RGT Tutor Interview – Guitarist Julian Brady

In this edition of the RGT Guitar Tutor Interview, we are heading to New Zealand to talk to RGT tutor and guitarist Julian Brady.

A teacher of the RGT Syllabus in Keri-Keri, Julian was recently awarded his RGT Guitar Teaching DipLCM as he continues to expand his own performance and teaching abilities with the RGT exam Syllabi.

While the RGT is well known around the UK as the exam syllabi of choice for guitar tutors, RGT has also expanded greatly in recent years in New Zealand, among other countries, with exams now being held annually in Keri-Keri, Taupo, Raumati, Auckland and Whangarei.

We recently caught up with guitarist Julian Brady to get his thoughts on preparing students for RGT Guitar Exams, his own study of the RGT material, as well as how the RGT has grown in New Zealand over the years.

If you would like more information about becoming a registered RGT guitar tutor, please visit our RGT Guitar Tutor Registration Page to learn more.


RGT: As someone who lives and works in New Zealand, how did you become aware of RGT, and why do you chose to encourage your students to take RGT guitar exams?

Julian Brady: I was an RGT Tutor in the UK before I emigrated to New Zealand. When I arrived, I was very happy to find RGT exams already in place here.

Primarily, I encourage students to take RGT Guitar Exams for the longevity of student retention.

I find that students taking exams have the backing of parents in their study, and once they’ve passed their first exam, they will be on the ladder to future accomplishments on the instrument, potentially for years rather than months.

Secondly, having gone through the grades myself as a student, and performed professionally in various contexts, I realise the importance of music theory as well as the peripheral skills to general musicianship.
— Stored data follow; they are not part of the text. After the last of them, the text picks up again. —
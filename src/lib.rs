//! Taskmirror: reconciles remote to-do lists against a durable local
//! snapshot and keeps their derived notes and calendar events in step.
//!
//! Each sync cycle follows one shape:
//! To Do lists → diff against the store → dispatch actions → weekly review
//!
//! # Architecture
//!
//! The cycle is built from narrow, separately testable pieces:
//! - **graph**: resilient Microsoft Graph client (retry with backoff,
//!   throttle compliance, reauthentication, pagination) plus the To Do,
//!   OneNote and Calendar surfaces
//! - **classify**: pure keyword scoring that decides which tasks deserve
//!   a note artifact
//! - **store**: cached task records, the append-only audit log and the
//!   weekly-review markers, on SQLite or an Azure table
//! - **engine**: the fetch → diff → act → persist orchestrator

pub mod classify;
pub mod clock;
pub mod config;
pub mod engine;
pub mod error;
pub mod graph;
pub mod model;
pub mod remote;
pub mod store;

pub use classify::Classifier;
pub use clock::{Clock, SystemClock};
pub use config::SyncConfig;
pub use engine::{CycleReport, SyncEngine};
pub use error::{Result, SyncError};
pub use store::{StateStore, open_store};
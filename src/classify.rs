//! Title/body classifier deciding whether a task deserves a note artifact.
//!
//! Pure keyword scoring over the task title plus a couple of shape bonuses.
//! No network, no store access; the engine calls this exactly once per task
//! lifetime and persists the verdict.

use crate::config::RulesConfig;
use tracing::debug;

// ---------------------------------------------------------------------------
// Scoring weights
// ---------------------------------------------------------------------------

const POSITIVE_KEYWORD_WEIGHT: i32 = 2;
const NEGATIVE_KEYWORD_WEIGHT: i32 = -2;
const LONG_TITLE_BONUS: i32 = 1;
const SHORT_TITLE_PENALTY: i32 = -1;
const BODY_PRESENT_BONUS: i32 = 1;

/// Keyword scorer built once from [`RulesConfig`]; all matching is
/// case-insensitive substring containment against the title.
#[derive(Debug, Clone)]
pub struct Classifier {
    positive: Vec<String>,
    negative: Vec<String>,
    force_artifact: String,
    force_skip: String,
    long_title_words: usize,
    short_title_words: usize,
    threshold: i32,
}

impl Classifier {
    pub fn new(rules: &RulesConfig) -> Self {
        let normalize = |keywords: &[String]| -> Vec<String> {
            keywords
                .iter()
                .map(|k| k.trim().to_lowercase())
                .filter(|k| !k.is_empty())
                .collect()
        };
        Self {
            positive: normalize(&rules.positive_keywords),
            negative: normalize(&rules.negative_keywords),
            force_artifact: rules.force_artifact_prefix.trim().to_lowercase(),
            force_skip: rules.force_skip_prefix.trim().to_lowercase(),
            long_title_words: rules.long_title_words,
            short_title_words: rules.short_title_words,
            threshold: rules.score_threshold,
        }
    }

    /// Whether the task should get a note artifact. Force markers short-circuit
    /// the scoring; the artifact marker wins when both are present.
    pub fn needs_artifact(&self, title: &str, body: &str) -> bool {
        let title_lower = title.to_lowercase();

        if !self.force_artifact.is_empty() && title_lower.contains(&self.force_artifact) {
            debug!(title, "classifier: forced artifact");
            return true;
        }
        if !self.force_skip.is_empty() && title_lower.contains(&self.force_skip) {
            debug!(title, "classifier: forced skip");
            return false;
        }

        let score = self.score(title, body);
        let verdict = score >= self.threshold;
        debug!(title, score, verdict, "classifier: scored");
        verdict
    }

    /// Raw additive score, exposed so the verdict is inspectable in logs and
    /// tests.
    pub fn score(&self, title: &str, body: &str) -> i32 {
        let title_lower = title.to_lowercase();
        let mut score = 0i32;

        for keyword in &self.positive {
            if title_lower.contains(keyword.as_str()) {
                score += POSITIVE_KEYWORD_WEIGHT;
            }
        }
        for keyword in &self.negative {
            if title_lower.contains(keyword.as_str()) {
                score += NEGATIVE_KEYWORD_WEIGHT;
            }
        }

        let words = title_lower.split_whitespace().count();
        if words >= self.long_title_words {
            score += LONG_TITLE_BONUS;
        }
        if words < self.short_title_words {
            score += SHORT_TITLE_PENALTY;
        }

        if !body.trim().is_empty() {
            score += BODY_PRESENT_BONUS;
        }

        score
    }
}
//! Calendar endpoints: event create/update/delete.

use crate::error::{Result, SyncError};
use crate::graph::client::GraphClient;
use crate::remote::{EventPatch, EventService, NewEvent};
use async_trait::async_trait;
use chrono::NaiveDateTime;
use serde::Deserialize;
use std::sync::Arc;
use tracing::debug;

pub struct CalendarApi {
    client: Arc<GraphClient>,
    timezone: String,
}

impl CalendarApi {
    pub fn new(client: Arc<GraphClient>, timezone: impl Into<String>) -> Self {
        Self {
            client,
            timezone: timezone.into(),
        }
    }
}

#[derive(Debug, Deserialize)]
struct WireEvent {
    id: String,
}

fn wire_datetime(t: NaiveDateTime) -> String {
    t.format("%Y-%m-%dT%H:%M:%S").to_string()
}

fn event_payload(event: &NewEvent, timezone: &str) -> serde_json::Value {
    serde_json::json!({
        "subject": event.subject,
        "body": { "contentType": "text", "content": event.body },
        "start": { "dateTime": wire_datetime(event.start), "timeZone": timezone },
        "end": { "dateTime": wire_datetime(event.end), "timeZone": timezone },
    })
}

fn patch_payload(patch: &EventPatch, timezone: &str) -> serde_json::Value {
    let mut body = serde_json::Map::new();
    if let Some(subject) = &patch.subject {
        body.insert("subject".to_owned(), serde_json::json!(subject));
    }
    if let Some((start, end)) = patch.window {
        body.insert(
            "start".to_owned(),
            serde_json::json!({ "dateTime": wire_datetime(start), "timeZone": timezone }),
        );
        body.insert(
            "end".to_owned(),
            serde_json::json!({ "dateTime": wire_datetime(end), "timeZone": timezone }),
        );
    }
    serde_json::Value::Object(body)
}

#[async_trait]
impl EventService for CalendarApi {
    async fn create_event(&self, event: &NewEvent) -> Result<String> {
        let created: WireEvent = self
            .client
            .post("/me/events", &event_payload(event, &self.timezone))
            .await?;
        debug!(subject = %event.subject, id = %created.id, "created event");
        Ok(created.id)
    }

    async fn update_event(&self, event_id: &str, patch: &EventPatch) -> Result<()> {
        self.client
            .patch(
                &format!("/me/events/{event_id}"),
                &patch_payload(patch, &self.timezone),
            )
            .await
    }

    async fn delete_event(&self, event_id: &str) -> Result<()> {
        match self.client.delete(&format!("/me/events/{event_id}")).await {
            Ok(()) => Ok(()),
            // Already gone counts as deleted.
            Err(SyncError::Api { status: 404, .. }) => {
                debug!(event_id, "event already absent on delete");
                Ok(())
            }
            Err(e) => Err(e),
        }
    }
}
Additionally, RGT exams provide a structured and clear path upwards and onwards, which lets the student know exactly where they are musically, and provides them goals for future development. It also enables students to take themselves as a musicians, and their musical study, seriously.

RGT: What do you find is the biggest challenge when preparing a student for an upcoming RGT exam?
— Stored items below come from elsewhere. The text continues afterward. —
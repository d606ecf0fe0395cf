//! To-do endpoints: list resolution, task paging, and the two write-backs
//! the engine is allowed (body annotation, completion mark).

use crate::error::Result;
use crate::graph::client::GraphClient;
use crate::model::{RemoteTask, TaskList};
use crate::remote::TaskSource;
use async_trait::async_trait;
use chrono::NaiveDateTime;
use serde::Deserialize;
use std::sync::Arc;

pub struct TodoApi {
    client: Arc<GraphClient>,
}

impl TodoApi {
    pub fn new(client: Arc<GraphClient>) -> Self {
        Self { client }
    }
}

// ---------------------------------------------------------------------------
// Wire formats
// ---------------------------------------------------------------------------

#[derive(Debug, Deserialize)]
#[serde(rename_all = "camelCase")]
struct WireList {
    id: String,
    display_name: String,
}

#[derive(Debug, Deserialize)]
#[serde(rename_all = "camelCase")]
struct WireTask {
    id: String,
    title: String,
    status: Option<String>,
    last_modified_date_time: Option<String>,
    body: Option<WireBody>,
    due_date_time: Option<WireDateTimeZone>,
}

#[derive(Debug, Deserialize)]
struct WireBody {
    content: Option<String>,
}

#[derive(Debug, Deserialize)]
#[serde(rename_all = "camelCase")]
struct WireDateTimeZone {
    date_time: Option<String>,
}

fn to_remote(task: WireTask) -> RemoteTask {
    RemoteTask {
        id: task.id,
        title: task.title,
        body: task.body.and_then(|b| b.content).unwrap_or_default(),
        completed: task.status.as_deref() == Some("completed"),
        due: task
            .due_date_time
            .and_then(|d| d.date_time)
            .and_then(|raw| parse_source_datetime(&raw)),
        modified: task.last_modified_date_time.unwrap_or_default(),
    }
}

/// Parses the source's wall-clock timestamps, which carry up to seven
/// fractional-second digits and sometimes a trailing `Z`.
pub(crate) fn parse_source_datetime(raw: &str) -> Option<NaiveDateTime> {
    let trimmed = raw.trim().trim_end_matches('Z');
    NaiveDateTime::parse_from_str(trimmed, "%Y-%m-%dT%H:%M:%S%.f")
        .or_else(|_| NaiveDateTime::parse_from_str(trimmed, "%Y-%m-%dT%H:%M:%S"))
        .ok()
}

// ---------------------------------------------------------------------------
// TaskSource
// ---------------------------------------------------------------------------

#[async_trait]
impl TaskSource for TodoApi {
    async fn resolve_list(&self, display_name: &str) -> Result<Option<TaskList>> {
        let lists: Vec<WireList> = self.client.get_all("/me/todo/lists").await?;
        let wanted = display_name.trim().to_lowercase();
        Ok(lists
            .into_iter()
            .find(|l| l.display_name.trim().to_lowercase() == wanted)
            .map(|l| TaskList {
                id: l.id,
                display_name: l.display_name,
            }))
    }

    async fn list_tasks(&self, list_id: &str) -> Result<Vec<RemoteTask>> {
        let tasks: Vec<WireTask> = self
            .client
            .get_all(&format!("/me/todo/lists/{list_id}/tasks"))
            .await?;
        Ok(tasks.into_iter().map(to_remote).collect())
    }

    async fn update_body(&self, list_id: &str, task_id: &str, body: &str) -> Result<()> {
        let payload = serde_json::json!({
            "body": { "content": body, "contentType": "text" }
        });
        self.client
            .patch(&format!("/me/todo/lists/{list_id}/tasks/{task_id}"), &payload)
            .await
    }

    async fn mark_completed(&self, list_id: &str, task_id: &str) -> Result<()> {
        let payload = serde_json::json!({ "status": "completed" });
        self.client
            .patch(&format!("/me/todo/lists/{list_id}/tasks/{task_id}"), &payload)
            .await
    }
}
Julian Brady: Enthusing the student to study the music theory portion of the exam, which can be more difficult than motivating them to practice the performance aspects of each grade.

RGT: Most students, if not all, deal with nervousness on some level either before or during their exams. How do you address this issue with your students in their lessons?
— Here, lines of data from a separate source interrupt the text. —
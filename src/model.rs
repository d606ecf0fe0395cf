//! Domain types shared by the task source, the diff and the engine.
//!
//! These carry no transport details. The remote adapters map their wire
//! formats into these structs before anything else sees them.

use chrono::NaiveDateTime;

/// A to-do list as reported by the remote source.
#[derive(Debug, Clone, PartialEq, Eq)]
pub struct TaskList {
    pub id: String,
    pub display_name: String,
}

/// One task as observed on the remote source during a cycle.
#[derive(Debug, Clone, PartialEq)]
pub struct RemoteTask {
    pub id: String,
    pub title: String,
    /// Plain-text body content, empty when the task has none.
    pub body: String,
    pub completed: bool,
    /// Due timestamp in the source's wall-clock, when set.
    pub due: Option<NaiveDateTime>,
    /// Opaque last-modified marker. Compared for equality only; never parsed.
    pub modified: String,
}

impl RemoteTask {
    /// Minimal constructor used by adapters and tests; optional fields start
    /// empty and are filled in afterwards.
    pub fn new(id: impl Into<String>, title: impl Into<String>) -> Self {
        Self {
            id: id.into(),
            title: title.into(),
            body: String::new(),
            completed: false,
            due: None,
            modified: String::new(),
        }
    }

    pub fn with_modified(mut self, marker: impl Into<String>) -> Self {
        self.modified = marker.into();
        self
    }

    pub fn with_due(mut self, due: NaiveDateTime) -> Self {
        self.due = Some(due);
        self
    }

    pub fn with_body(mut self, body: impl Into<String>) -> Self {
        self.body = body.into();
        self
    }

    pub fn completed(mut self) -> Self {
        self.completed = true;
        self
    }
}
Julian Brady: Using my own experience in performing, I feel that nerves can only be faced head on.

Like most things in life, the more you do it the easier it becomes.

Therefore, I usually try to run my students through mock exams, and close to the exam date, trade places with another teacher that they don’t know in order to simulate exam conditions.

That way they become used to performing under pressure, which simulates how they might feel on exam day.

As well, I find that this type of nervousness diminishes after the first exam, as the student becomes more capable of handling the nervousness, and move beyond it on their own.


Guitarist Julian Brady RGT Tutor

RGT Tutor and Guitarist Julian Brady


RGT: As someone that holds a Guitar Teaching Diploma, do you see yourself continuing your own study and exam taking, or are you focusing more on the teaching side of things these days?

Julian Brady: These days I am focussing on teaching, although the attraction of a higher qualification is always there, and I will be turning to further exams next year.

RGT: How have you found the reception has been so far to the RGT exams with your students and schools in Keri-Keri and New Zealand overall?

Julian Brady: The reception for RGT exams here in New Zealand has been very good so far, and it seems that people like the idea of achieving an internationally recognized qualification on the instrument.

One observation I have made is that New Zealand has a different curriculum framework than the UK.

So, whilst University entry is not dependent upon graded exams, it has never failed yet – meaning that all of my students applying to enter University have been successful, and it would appear that the RGT exams are well respected when included in an application.

RGT: If you had one piece of advice for other guitar teachers that are preparing students for RGT exams, what would it be?

Julian Brady: I would suggest running many mock exams under different circumstances.

Try and create a simulated exam environment, and then test your students as if they were new and you were the examiner.

I have found that approach to always be helpful when preparing students for RGT exams.